The court "cannot allow the administration of justice to be substantially impaired," the five-member court said in its Aug. 24 order.

The court correctly was acting on complaints against a law approved by the General Assembly in June in the waning days of the legislative session.

Among those complaining was Duffie Stone, 14th Judicial Circuit solicitor, who said that the law could have a "huge impact on the criminal docket in Beaufort County" because he might not be able to rely on experts from across the state line in Georgia to testify in South Carolina courts.

The act's intent was to make experts accountable, according to Dr. Louie Costa, vice president of the state Board of Medical Examiners, by making them secure a temporary South Carolina medical license.

But as the state's high court rightly points out, court rules "have always charged the court with performing a 'gate keeping' function in limiting the presentation of expert testimony to situations where the testimony will assist the trier of fact in understanding evidence or determining a fact in issue."

The Supreme Court goes on to say the law "casts serious doubt on a physician's ability to offer testimony regarding the treatment provided to a witness, party litigant, or criminal defendant if the physician, at the time of trial, resides outside of South Carolina. This categorical exclusion overlooks the fact that the physician may have treated the patient in the physician's home jurisdiction, and also that the physician, although at one time licensed and providing treatment to the patient in South Carolina, has relocated out of this state.

And the court points out that although expert testimony is traditionally presented by a witness offering live testimony, lawyers often draw heavily from work authored by prominent national experts.

"It would do a great disservice to our system of justice if the doors of South Carolina courtrooms were closed to these scholarly works and the country's leading medical scholars, who may have no intentions of ever visiting this jurisdiction, because our state law would deem them unqualified to offer expert testimony by virtue of their refusal to subject themselves to the disciplinary authority of the South Carolina Board of Medical Examiners."
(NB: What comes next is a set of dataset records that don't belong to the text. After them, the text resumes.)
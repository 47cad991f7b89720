// SPDX-License-Identifier: MPL-2.0
//! Recursive directory scanner feeding the asset manifest.
//!
//! The scanner walks an asset root depth-first in directory-listing order and
//! collects the relative paths of files whose extension is on an allow-list.
//! Matching is case-insensitive; the recorded paths keep their original
//! spelling and are assembled with `/` separators regardless of host OS, so
//! the manifest is identical across platforms.

use std::path::Path;

/// Scans `root` recursively and returns the relative paths of all files whose
/// extension appears in `extensions` (lowercase, without dots).
///
/// A missing or unreadable root yields an empty list rather than an error;
/// the asset directory is optional by contract. Unreadable entries below the
/// root are skipped the same way. Files with non-UTF-8 names cannot be
/// represented in the manifest and are skipped.
pub fn scan_root(root: &Path, extensions: &[String]) -> Vec<String> {
    let mut found = Vec::new();
    collect(root, extensions, "", &mut found);
    found
}

fn collect(dir: &Path, extensions: &[String], prefix: &str, found: &mut Vec<String>) {
    let entries = match std::fs::read_dir(dir) {
        Ok(entries) => entries,
        Err(_) => return,
    };

    for entry in entries.flatten() {
        let path = entry.path();
        let name = entry.file_name();
        let name = match name.to_str() {
            Some(name) => name,
            None => continue,
        };
        let rel = if prefix.is_empty() {
            name.to_string()
        } else {
            format!("{prefix}/{name}")
        };

        // Directories are recursed into even when their name happens to
        // carry a matching extension; only files are listed.
        if path.is_dir() {
            collect(&path, extensions, &rel, found);
        } else if matches_extension(&path, extensions) {
            found.push(rel);
        }
    }
}

/// Checks whether a file's extension is on the allow-list (case-insensitive).
fn matches_extension(path: &Path, extensions: &[String]) -> bool {
    path.extension()
        .and_then(|ext| ext.to_str())
        .map(|ext| {
            let ext = ext.to_lowercase();
            extensions.iter().any(|allowed| *allowed == ext)
        })
        .unwrap_or(false)
}
//! # SQLite Storage Layer
//!
//! Owns the connection pool, the schema, and one repository per aggregate.
//! Repositories speak `sqlx::Error`; translation to HTTP-facing errors
//! happens in the domain layer.

pub mod categories;
pub mod history;
pub mod transactions;
pub mod user_settings;

pub use categories::CategoryRepository;
pub use history::HistoryRepository;
pub use transactions::TransactionRepository;
pub use user_settings::UserSettingsRepository;

use sqlx::{migrate::MigrateDatabase, Sqlite, SqlitePool};
use std::sync::Arc;

// The database URL for the production database
const DEFAULT_DATABASE_URL: &str = "sqlite:budget-tracker.db";

/// DbConnection manages database operations
#[derive(Clone)]
pub struct DbConnection {
    pool: Arc<SqlitePool>,
}

impl DbConnection {
    /// Create a new database connection
    pub async fn new(url: &str) -> Result<Self, sqlx::Error> {
        // Create database if it doesn't exist
        if !Sqlite::database_exists(url).await.unwrap_or(false) {
            Sqlite::create_database(url).await?
        }

        // Connect to the database
        let pool = SqlitePool::connect(url).await?;

        // Setup database schema
        Self::setup_schema(&pool).await?;

        Ok(Self {
            pool: Arc::new(pool),
        })
    }

    /// Initialize the standard database, honoring `BUDGET_TRACKER_DB`
    pub async fn init() -> Result<Self, sqlx::Error> {
        let url =
            std::env::var("BUDGET_TRACKER_DB").unwrap_or_else(|_| DEFAULT_DATABASE_URL.to_string());
        Self::new(&url).await
    }

    /// Initialize a test database with a unique name
    #[cfg(test)]
    pub async fn init_test() -> Result<Self, sqlx::Error> {
        // Generate a unique database name for tests
        let test_id = uuid::Uuid::new_v4().to_string();
        let db_url = format!("file:memdb_{}?mode=memory&cache=shared", test_id);

        Self::new(&db_url).await
    }

    /// Set up the required database schema
    async fn setup_schema(pool: &SqlitePool) -> Result<(), sqlx::Error> {
        sqlx::query(
            r#"
            CREATE TABLE IF NOT EXISTS user_settings (
                user_id TEXT PRIMARY KEY,
                currency TEXT NOT NULL
            );
            "#,
        )
        .execute(pool)
        .await?;

        sqlx::query(
            r#"
            CREATE TABLE IF NOT EXISTS categories (
                user_id TEXT NOT NULL,
                name TEXT NOT NULL,
                icon TEXT NOT NULL,
                type TEXT NOT NULL DEFAULT 'income',
                created_at DATETIME DEFAULT CURRENT_TIMESTAMP,
                PRIMARY KEY (name, user_id, type)
            );
            "#,
        )
        .execute(pool)
        .await?;

        // Category name and icon are snapshots, deliberately not foreign keys
        sqlx::query(
            r#"
            CREATE TABLE IF NOT EXISTS transactions (
                id TEXT PRIMARY KEY,
                user_id TEXT NOT NULL,
                amount REAL NOT NULL,
                description TEXT NOT NULL,
                date TEXT NOT NULL,
                type TEXT NOT NULL DEFAULT 'income',
                category TEXT NOT NULL,
                category_icon TEXT NOT NULL,
                created_at DATETIME DEFAULT CURRENT_TIMESTAMP,
                updated_at DATETIME DEFAULT CURRENT_TIMESTAMP
            );
            "#,
        )
        .execute(pool)
        .await?;

        // Index for range scans on the report queries
        sqlx::query(
            r#"
            CREATE INDEX IF NOT EXISTS idx_transactions_user_date
            ON transactions(user_id, date);
            "#,
        )
        .execute(pool)
        .await?;

        sqlx::query(
            r#"
            CREATE TABLE IF NOT EXISTS month_history (
                user_id TEXT NOT NULL,
                day INTEGER NOT NULL,
                month INTEGER NOT NULL,
                year INTEGER NOT NULL,
                income REAL NOT NULL DEFAULT 0,
                expense REAL NOT NULL DEFAULT 0,
                PRIMARY KEY (day, month, year, user_id)
            );
            "#,
        )
        .execute(pool)
        .await?;

        sqlx::query(
            r#"
            CREATE TABLE IF NOT EXISTS year_history (
                user_id TEXT NOT NULL,
                month INTEGER NOT NULL,
                year INTEGER NOT NULL,
                income REAL NOT NULL DEFAULT 0,
                expense REAL NOT NULL DEFAULT 0,
                PRIMARY KEY (month, year, user_id)
            );
            "#,
        )
        .execute(pool)
        .await?;

        Ok(())
    }

    /// Get the underlying SQLite pool
    pub fn pool(&self) -> &SqlitePool {
        &self.pool
    }
}

#[cfg(test)]
mod tests {
    use super::*;

    #[tokio::test]
    async fn test_schema_setup_is_idempotent() {
        let db = DbConnection::init_test().await.expect("Failed to create test database");

        // Running setup again against the same pool must not fail
        DbConnection::setup_schema(db.pool())
            .await
            .expect("Schema setup should be idempotent");
    }
}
Justice requires that prosecutors be able to rely on a range of testimony and resources necessary for a correct, informed decision by a judge or jury. The court system has the means to deal with witnesses who give false or malicious testimony.
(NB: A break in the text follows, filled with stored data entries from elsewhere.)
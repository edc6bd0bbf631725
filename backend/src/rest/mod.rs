//! # REST API Interface Layer
//!
//! HTTP endpoints for the budget tracker. This layer translates requests
//! into domain calls and domain errors into status codes; business logic
//! lives in the services.

pub mod auth;
pub mod category_apis;
pub mod history_apis;
pub mod stats_apis;
pub mod transaction_apis;
pub mod user_settings_apis;

use axum::{
    routing::{delete, get},
    Router,
};

use crate::domain::{
    CategoryService, HistoryService, StatsService, TransactionService, UserSettingsService,
};
use crate::storage::DbConnection;

/// Application state shared across handlers
#[derive(Clone)]
pub struct AppState {
    pub transaction_service: TransactionService,
    pub category_service: CategoryService,
    pub stats_service: StatsService,
    pub history_service: HistoryService,
    pub user_settings_service: UserSettingsService,
}

impl AppState {
    pub fn new(db: DbConnection) -> Self {
        Self {
            transaction_service: TransactionService::new(db.clone()),
            category_service: CategoryService::new(db.clone()),
            stats_service: StatsService::new(db.clone()),
            history_service: HistoryService::new(db.clone()),
            user_settings_service: UserSettingsService::new(db),
        }
    }
}

/// Build the `/api` router
pub fn create_router(state: AppState) -> Router {
    let api_routes = Router::new()
        .route(
            "/transactions",
            get(transaction_apis::list_transactions).post(transaction_apis::create_transaction),
        )
        .route(
            "/transactions/:id",
            delete(transaction_apis::delete_transaction),
        )
        .route(
            "/categories",
            get(category_apis::list_categories)
                .post(category_apis::create_category)
                .delete(category_apis::delete_category),
        )
        .route("/stats/balance", get(stats_apis::balance_stats))
        .route("/stats/categories", get(stats_apis::categories_stats))
        .route("/history/periods", get(history_apis::history_periods))
        .route("/history/data", get(history_apis::history_data))
        .route(
            "/user-settings",
            get(user_settings_apis::get_user_settings).put(user_settings_apis::update_user_settings),
        )
        .route("/currencies", get(user_settings_apis::list_currencies));

    Router::new().nest("/api", api_routes).with_state(state)
}

#[cfg(test)]
pub(crate) async fn setup_test_state() -> AppState {
    let db = DbConnection::init_test().await.expect("Failed to create test database");
    AppState::new(db)
}
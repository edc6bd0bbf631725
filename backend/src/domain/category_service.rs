use shared::{Category, CreateCategoryRequest, DeleteCategoryRequest, TransactionType};
use tracing::info;

use crate::errors::{Result, ServiceError};
use crate::storage::{CategoryRepository, DbConnection};

#[derive(Clone)]
pub struct CategoryService {
    category_repository: CategoryRepository,
}

impl CategoryService {
    pub fn new(db: DbConnection) -> Self {
        Self {
            category_repository: CategoryRepository::new(db),
        }
    }

    pub async fn list_categories(
        &self,
        user_id: &str,
        transaction_type: Option<TransactionType>,
    ) -> Result<Vec<Category>> {
        let categories = self.category_repository.list(user_id, transaction_type).await?;
        Ok(categories)
    }

    pub async fn create_category(
        &self,
        user_id: &str,
        request: CreateCategoryRequest,
    ) -> Result<Category> {
        let name_len = request.name.chars().count();
        if !(3..=20).contains(&name_len) {
            return Err(ServiceError::validation(
                "Category name must be between 3 and 20 characters",
            ));
        }
        if request.icon.is_empty() || request.icon.chars().count() > 20 {
            return Err(ServiceError::validation(
                "Category icon must be between 1 and 20 characters",
            ));
        }

        let existing = self
            .category_repository
            .get(user_id, &request.name, request.transaction_type)
            .await?;
        if existing.is_some() {
            return Err(ServiceError::conflict("Category already exists"));
        }

        let category = Category {
            name: request.name,
            icon: request.icon,
            transaction_type: request.transaction_type,
        };
        self.category_repository.create(user_id, &category).await?;

        info!("Created {} category '{}'", category.transaction_type, category.name);
        Ok(category)
    }

    /// Delete a category by (name, type). Existing transactions keep their
    /// snapshots; nothing cascades.
    pub async fn delete_category(
        &self,
        user_id: &str,
        request: DeleteCategoryRequest,
    ) -> Result<Category> {
        let category = self
            .category_repository
            .get(user_id, &request.name, request.transaction_type)
            .await?
            .ok_or_else(|| ServiceError::not_found("Category not found"))?;

        self.category_repository
            .delete(user_id, &request.name, request.transaction_type)
            .await?;

        info!("Deleted {} category '{}'", category.transaction_type, category.name);
        Ok(category)
    }
}
//! # REST API for Categories

use axum::{
    extract::{Query, State},
    http::StatusCode,
    response::{IntoResponse, Json},
};
use serde::Deserialize;
use tracing::info;

use crate::errors::Result;
use crate::rest::{auth::AuthUser, AppState};
use shared::{CreateCategoryRequest, DeleteCategoryRequest, TransactionType};

// Query parameters for the category listing API; an unknown `type` value is
// rejected by serde before the handler runs
#[derive(Debug, Deserialize)]
pub struct CategoryListQuery {
    #[serde(rename = "type")]
    pub transaction_type: Option<TransactionType>,
}

/// List the caller's categories, optionally filtered by type
pub async fn list_categories(
    State(state): State<AppState>,
    AuthUser(user_id): AuthUser,
    Query(query): Query<CategoryListQuery>,
) -> Result<impl IntoResponse> {
    info!("GET /api/categories - query: {:?}", query);

    let categories = state
        .category_service
        .list_categories(&user_id, query.transaction_type)
        .await?;
    Ok(Json(categories))
}

/// Create a new category
pub async fn create_category(
    State(state): State<AppState>,
    AuthUser(user_id): AuthUser,
    Json(request): Json<CreateCategoryRequest>,
) -> Result<impl IntoResponse> {
    info!("POST /api/categories - request: {:?}", request);

    let category = state.category_service.create_category(&user_id, request).await?;
    Ok((StatusCode::CREATED, Json(category)))
}

/// Delete a category by (name, type)
pub async fn delete_category(
    State(state): State<AppState>,
    AuthUser(user_id): AuthUser,
    Json(request): Json<DeleteCategoryRequest>,
) -> Result<impl IntoResponse> {
    info!("DELETE /api/categories - request: {:?}", request);

    let category = state.category_service.delete_category(&user_id, request).await?;
    Ok(Json(category))
}

#[cfg(test)]
mod tests {
    use super::*;
    use crate::rest::setup_test_state;

    fn create_request(name: &str, transaction_type: TransactionType) -> CreateCategoryRequest {
        CreateCategoryRequest {
            name: name.to_string(),
            icon: "🛒".to_string(),
            transaction_type,
        }
    }

    #[tokio::test]
    async fn test_create_category_handler() {
        let state = setup_test_state().await;

        let response = create_category(
            State(state),
            AuthUser("user1".to_string()),
            Json(create_request("Food", TransactionType::Expense)),
        )
        .await;
        assert_eq!(response.into_response().status(), StatusCode::CREATED);
    }

    #[tokio::test]
    async fn test_create_duplicate_category_conflicts() {
        let state = setup_test_state().await;
        state
            .category_service
            .create_category("user1", create_request("Food", TransactionType::Expense))
            .await
            .unwrap();

        let response = create_category(
            State(state),
            AuthUser("user1".to_string()),
            Json(create_request("Food", TransactionType::Expense)),
        )
        .await;
        assert_eq!(response.into_response().status(), StatusCode::CONFLICT);
    }

    #[tokio::test]
    async fn test_create_category_validation_error() {
        let state = setup_test_state().await;

        let response = create_category(
            State(state),
            AuthUser("user1".to_string()),
            Json(create_request("ab", TransactionType::Expense)),
        )
        .await;
        assert_eq!(response.into_response().status(), StatusCode::BAD_REQUEST);
    }

    #[tokio::test]
    async fn test_delete_category_not_found() {
        let state = setup_test_state().await;

        let response = delete_category(
            State(state),
            AuthUser("user1".to_string()),
            Json(DeleteCategoryRequest {
                name: "Ghost".to_string(),
                transaction_type: TransactionType::Expense,
            }),
        )
        .await;
        assert_eq!(response.into_response().status(), StatusCode::NOT_FOUND);
    }

    #[tokio::test]
    async fn test_list_categories_filters_by_type() {
        let state = setup_test_state().await;
        state
            .category_service
            .create_category("user1", create_request("Food", TransactionType::Expense))
            .await
            .unwrap();
        state
            .category_service
            .create_category("user1", create_request("Salary", TransactionType::Income))
            .await
            .unwrap();

        let response = list_categories(
            State(state),
            AuthUser("user1".to_string()),
            Query(CategoryListQuery {
                transaction_type: Some(TransactionType::Income),
            }),
        )
        .await
        .unwrap();

        let body = axum::body::to_bytes(response.into_response().into_body(), usize::MAX)
            .await
            .unwrap();
        let categories: Vec<shared::Category> = serde_json::from_slice(&body).unwrap();
        assert_eq!(categories.len(), 1);
        assert_eq!(categories[0].name, "Salary");
    }
}
//! Shapes rollup rows into the chart series: 12 month buckets for a year
//! view, one bucket per day for a month view, zero-filled between the rows
//! that exist.

use chrono::{Datelike, NaiveDate, Utc};
use shared::{HistoryData, Timeframe};

use crate::errors::{Result, ServiceError};
use crate::storage::{DbConnection, HistoryRepository};

#[derive(Clone)]
pub struct HistoryService {
    history_repository: HistoryRepository,
}

impl HistoryService {
    pub fn new(db: DbConnection) -> Self {
        Self {
            history_repository: HistoryRepository::new(db),
        }
    }

    /// Years the user has any history for; defaults to the current year so
    /// the period picker always has something to show.
    pub async fn history_periods(&self, user_id: &str) -> Result<Vec<i32>> {
        let years = self.history_repository.distinct_years(user_id).await?;
        if years.is_empty() {
            return Ok(vec![Utc::now().year()]);
        }
        Ok(years)
    }

    /// Bucketed history for a period. A period with no data at all returns
    /// an empty series rather than a zero-filled one.
    pub async fn history_data(
        &self,
        user_id: &str,
        timeframe: Timeframe,
        year: i32,
        month: Option<u32>,
    ) -> Result<Vec<HistoryData>> {
        if !(2000..=3000).contains(&year) {
            return Err(ServiceError::validation("Year must be between 2000 and 3000"));
        }

        match timeframe {
            Timeframe::Year => self.year_history(user_id, year).await,
            Timeframe::Month => {
                let month = month
                    .ok_or_else(|| ServiceError::validation("Month is required for a month timeframe"))?;
                if !(1..=12).contains(&month) {
                    return Err(ServiceError::validation("Month must be between 1 and 12"));
                }
                self.month_history(user_id, year, month).await
            }
        }
    }

    async fn year_history(&self, user_id: &str, year: i32) -> Result<Vec<HistoryData>> {
        let buckets = self.history_repository.year_buckets(user_id, year).await?;
        if buckets.is_empty() {
            return Ok(Vec::new());
        }

        let history = (1..=12)
            .map(|month| {
                let bucket = buckets.iter().find(|b| b.period == month);
                HistoryData {
                    year,
                    month,
                    day: None,
                    income: bucket.map(|b| b.income).unwrap_or(0.0),
                    expense: bucket.map(|b| b.expense).unwrap_or(0.0),
                }
            })
            .collect();
        Ok(history)
    }

    async fn month_history(&self, user_id: &str, year: i32, month: u32) -> Result<Vec<HistoryData>> {
        let buckets = self
            .history_repository
            .month_buckets(user_id, year, month)
            .await?;
        if buckets.is_empty() {
            return Ok(Vec::new());
        }

        let days = days_in_month(year, month)
            .ok_or_else(|| ServiceError::validation("Invalid year/month"))?;
        let history = (1..=days)
            .map(|day| {
                let bucket = buckets.iter().find(|b| b.period == day);
                HistoryData {
                    year,
                    month,
                    day: Some(day),
                    income: bucket.map(|b| b.income).unwrap_or(0.0),
                    expense: bucket.map(|b| b.expense).unwrap_or(0.0),
                }
            })
            .collect();
        Ok(history)
    }
}

/// Number of days in a calendar month, leap-year aware
fn days_in_month(year: i32, month: u32) -> Option<u32> {
    let first = NaiveDate::from_ymd_opt(year, month, 1)?;
    let next_month = if month == 12 {
        NaiveDate::from_ymd_opt(year + 1, 1, 1)?
    } else {
        NaiveDate::from_ymd_opt(year, month + 1, 1)?
    };
    Some((next_month - first).num_days() as u32)
}

#[cfg(test)]
mod tests {
    use super::*;
    use crate::storage::TransactionRepository;
    use shared::{Transaction, TransactionType};

    async fn create_test_service() -> (HistoryService, TransactionRepository) {
        let db = DbConnection::init_test().await.unwrap();
        (HistoryService::new(db.clone()), TransactionRepository::new(db))
    }

    async fn record(repo: &TransactionRepository, id: &str, date: &str, amount: f64, transaction_type: TransactionType) {
        let tx = Transaction {
            id: id.to_string(),
            date: date.parse().unwrap(),
            description: String::new(),
            amount,
            transaction_type,
            category: "Misc".to_string(),
            category_icon: "📦".to_string(),
        };
        repo.create_with_rollups("user1", &tx).await.unwrap();
    }

    #[test]
    fn test_days_in_month() {
        assert_eq!(days_in_month(2026, 1), Some(31));
        assert_eq!(days_in_month(2026, 2), Some(28));
        assert_eq!(days_in_month(2028, 2), Some(29));
        assert_eq!(days_in_month(2026, 12), Some(31));
        assert_eq!(days_in_month(2026, 13), None);
    }

    #[tokio::test]
    async fn test_periods_default_to_current_year() {
        let (service, _) = create_test_service().await;

        let periods = service.history_periods("user1").await.unwrap();
        assert_eq!(periods, vec![Utc::now().year()]);
    }

    #[tokio::test]
    async fn test_periods_list_recorded_years() {
        let (service, repo) = create_test_service().await;

        record(&repo, "t1", "2024-07-01", 10.0, TransactionType::Income).await;
        record(&repo, "t2", "2026-01-01", 10.0, TransactionType::Income).await;

        let periods = service.history_periods("user1").await.unwrap();
        assert_eq!(periods, vec![2024, 2026]);
    }

    #[tokio::test]
    async fn test_year_history_zero_fills_twelve_buckets() {
        let (service, repo) = create_test_service().await;

        record(&repo, "t1", "2026-03-14", 100.0, TransactionType::Income).await;
        record(&repo, "t2", "2026-11-02", 30.0, TransactionType::Expense).await;

        let history = service
            .history_data("user1", Timeframe::Year, 2026, None)
            .await
            .unwrap();

        assert_eq!(history.len(), 12);
        assert_eq!(history[2].month, 3);
        assert_eq!(history[2].income, 100.0);
        assert_eq!(history[10].expense, 30.0);
        // Untouched months are present and zero
        assert_eq!(history[0].income, 0.0);
        assert_eq!(history[0].expense, 0.0);
        assert!(history.iter().all(|h| h.day.is_none()));
    }

    #[tokio::test]
    async fn test_empty_period_returns_empty_series() {
        let (service, repo) = create_test_service().await;

        record(&repo, "t1", "2026-03-14", 100.0, TransactionType::Income).await;

        let other_year = service
            .history_data("user1", Timeframe::Year, 2020, None)
            .await
            .unwrap();
        assert!(other_year.is_empty());

        let other_month = service
            .history_data("user1", Timeframe::Month, 2026, Some(4))
            .await
            .unwrap();
        assert!(other_month.is_empty());
    }

    #[tokio::test]
    async fn test_month_history_one_bucket_per_day() {
        let (service, repo) = create_test_service().await;

        record(&repo, "t1", "2028-02-05", 50.0, TransactionType::Expense).await;
        record(&repo, "t2", "2028-02-29", 10.0, TransactionType::Income).await;

        let history = service
            .history_data("user1", Timeframe::Month, 2028, Some(2))
            .await
            .unwrap();

        // 2028 is a leap year
        assert_eq!(history.len(), 29);
        assert_eq!(history[4].day, Some(5));
        assert_eq!(history[4].expense, 50.0);
        assert_eq!(history[28].income, 10.0);
        assert_eq!(history[0].income, 0.0);
    }

    #[tokio::test]
    async fn test_history_data_validation() {
        let (service, _) = create_test_service().await;

        let bad_year = service.history_data("user1", Timeframe::Year, 1999, None).await;
        assert!(matches!(bad_year, Err(ServiceError::Validation(_))));

        let missing_month = service.history_data("user1", Timeframe::Month, 2026, None).await;
        assert!(matches!(missing_month, Err(ServiceError::Validation(_))));

        let bad_month = service.history_data("user1", Timeframe::Month, 2026, Some(13)).await;
        assert!(matches!(bad_month, Err(ServiceError::Validation(_))));
    }
}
Further clouding the issue is how the bill became law without a full airing by the appropriate legislative committees. State Sen. Glenn McConnell, R-Charleston, told The Post and Courier that he was surprised by the provision. He is chairman of the Senate Judiciary Committee, which should have heard any discussion of expert testimony.

The legislature handles hundreds of bills each year, and most of them have an impact on a large number of South Carolinians. Lawmakers should make sure that they understand the language in bills and the impact on people and institutions. The best way to do that is with a public debate before lawmakers vote, including testimony from those affected by the bill.

Had lawmakers not been so quick to approve the bill and had instead sent it to the proper committees for scrutiny, they probably wouldn't be needing to clarify their handiwork under an order from the Supreme Court.